BUNYI SIRINE

Sejak tadi Izume mati-matian menahan mual akibat cairan kental dan bau amis darah. Tepat saat mereka berkumpul di ruangan kosong, tempat yang dikatakan Riana tadi, ia tak segan-segan memuntahkan sebagian isi perutnya.

"Aku telah membun*h orang, aku telah membun*h orang," gumamnya dengan tatapan kosong.

Tangannya bergetar dan air mata menetes tak henti-henti. Perasaan mual ini jauh lebih buruk daripada saat ia memakan makanan basi.

Bagi seseorang yang belum pernah membun*h orang lain sebelumnya, lalu kini terpaksa melakukan itu, pasti bukanlah hal yang mudah.

Killa memandangnya iba. Tepukan pelan di pundak ia berikan sebagai bentuk sebuah dukungan.

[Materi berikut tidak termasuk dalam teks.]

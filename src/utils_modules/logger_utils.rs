use crate::common::*;

#[doc = "Function responsible for the log line format"]
fn custom_format(
    w: &mut dyn Write,
    now: &mut DeferredNow,
    record: &Record,
) -> Result<(), std::io::Error> {
    write!(
        w,
        "[{}] [{}] [{}:{}] {}",
        now.format("%Y-%m-%d %H:%M:%S"),
        record.level(),
        record.module_path().unwrap_or("<unnamed>"),
        record.line().unwrap_or(0),
        &record.args()
    )
}

#[doc = r#"
    전역 로거를 설정하는 함수.

    - 기본 레벨은 info (RUST_LOG 환경변수가 있으면 그 값을 따른다)
    - `logs/` 디렉토리에 일 단위로 회전하는 파일로 기록하고, 최근 10개만 보관
    - 스케줄러(cron) 출력에서도 보이도록 stderr 로도 복제한다

    반환되는 `LoggerHandle` 은 프로그램 종료 시점까지 살아있어야 한다.
"#]
pub fn set_global_logger() -> LoggerHandle {
    let log_directory: &str = "logs";

    Logger::try_with_env_or_str("info")
        .and_then(|logger| {
            logger
                .log_to_file(FileSpec::default().directory(log_directory))
                .rotate(
                    Criterion::Age(Age::Day),
                    Naming::Timestamps,
                    Cleanup::KeepLogFiles(10),
                )
                .duplicate_to_stderr(Duplicate::Info)
                .format_for_files(custom_format)
                .format_for_stderr(custom_format)
                .start()
        })
        .unwrap_or_else(|e| panic!("[set_global_logger] Logger initialization failed: {:?}", e))
}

"Nggak apa-apa, terkadang kita harus membun*h demi kebaikan kita sendiri." Sejujurnya, Killa sendiri kurang yakin atas kalimatnya.

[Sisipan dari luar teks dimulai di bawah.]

use crate::common::*;

use crate::enums::consolidation_function::*;

#[doc = r#"
    One line on the chart: an RRD data source read through a consolidation function,
    drawn with its own color and legend label.

    `name` is the rrdtool variable that links the `DEF` token to its `LINE1` token.
"#]
#[derive(Debug, Clone, PartialEq, Eq, Getters, new)]
#[getset(get = "pub")]
pub struct MetricSeries {
    name: String,
    source_path: PathBuf,
    field: String,
    consolidation: ConsolidationFunction,
    label: String,
    color: String,
}

impl MetricSeries {
    #[doc = r#"
        `DEF:<name>=<source>:<field>:<CF>` 토큰.

        소스 경로는 OS 문자열 그대로 이어 붙이므로 UTF-8 이 아닌 경로도 바뀌지 않는다.
        (콜론 escape 는 UTF-8 경로에만 적용)
    "#]
    pub fn def_token(&self) -> OsString {
        let mut token: OsString = OsString::from(format!("DEF:{}=", self.name));

        match self.source_path.to_str() {
            Some(path) => token.push(escape_colons(path)),
            None => token.push(self.source_path.as_os_str()),
        }

        token.push(format!(
            ":{}:{}",
            self.field,
            self.consolidation.as_rrd_str()
        ));

        token
    }

    #[doc = "`LINE1:<name>#<RRGGBB>:<label>`"]
    pub fn line_token(&self) -> String {
        format!(
            "LINE1:{}#{}:{}",
            self.name,
            self.color,
            escape_colons(&self.label)
        )
    }
}

/* rrdtool splits graph elements on ':' */
fn escape_colons(value: &str) -> String {
    value.replace(':', "\\:")
}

"Kenapa masih belum ketemu?! Kita tidak punya banyak waktu!" Di sisi lain, Isni mengoceh lantaran sampai sekarang Oldia belum menemukan peta lokasi tempat ini.

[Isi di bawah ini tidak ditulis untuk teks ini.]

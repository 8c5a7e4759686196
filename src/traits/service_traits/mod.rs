pub mod chart_service;
pub mod notification_service;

"Bisakah kau diam dulu?!" Oldia berkata kesal.

"Tidak bisa! Waktu kita tidak banyak. Sebentar lagi pasti akan ada orang yang merasa janggal."

"Aku tahu! Tetapi, kau pikir mudah meretas situs keamanan tempat ini?!"

"Memangnya apa susahnya? Kau bilang dirimu seorang hacker, kan?"

"Tetap saja aku butuh waktu. Apalagi alat yang aku gunakan ini bukan komputer, melainkan sebuah handphone yang memiliki banyak kekurangan."

"Sudah, sudah hentikan!" Elia melerai keduanya. Jika diteruskan pertengkaran mereka hanya akan membuat situasi semakin rumit.

Sementara itu, Oldia menghela napas berupaya meredakan emosinya.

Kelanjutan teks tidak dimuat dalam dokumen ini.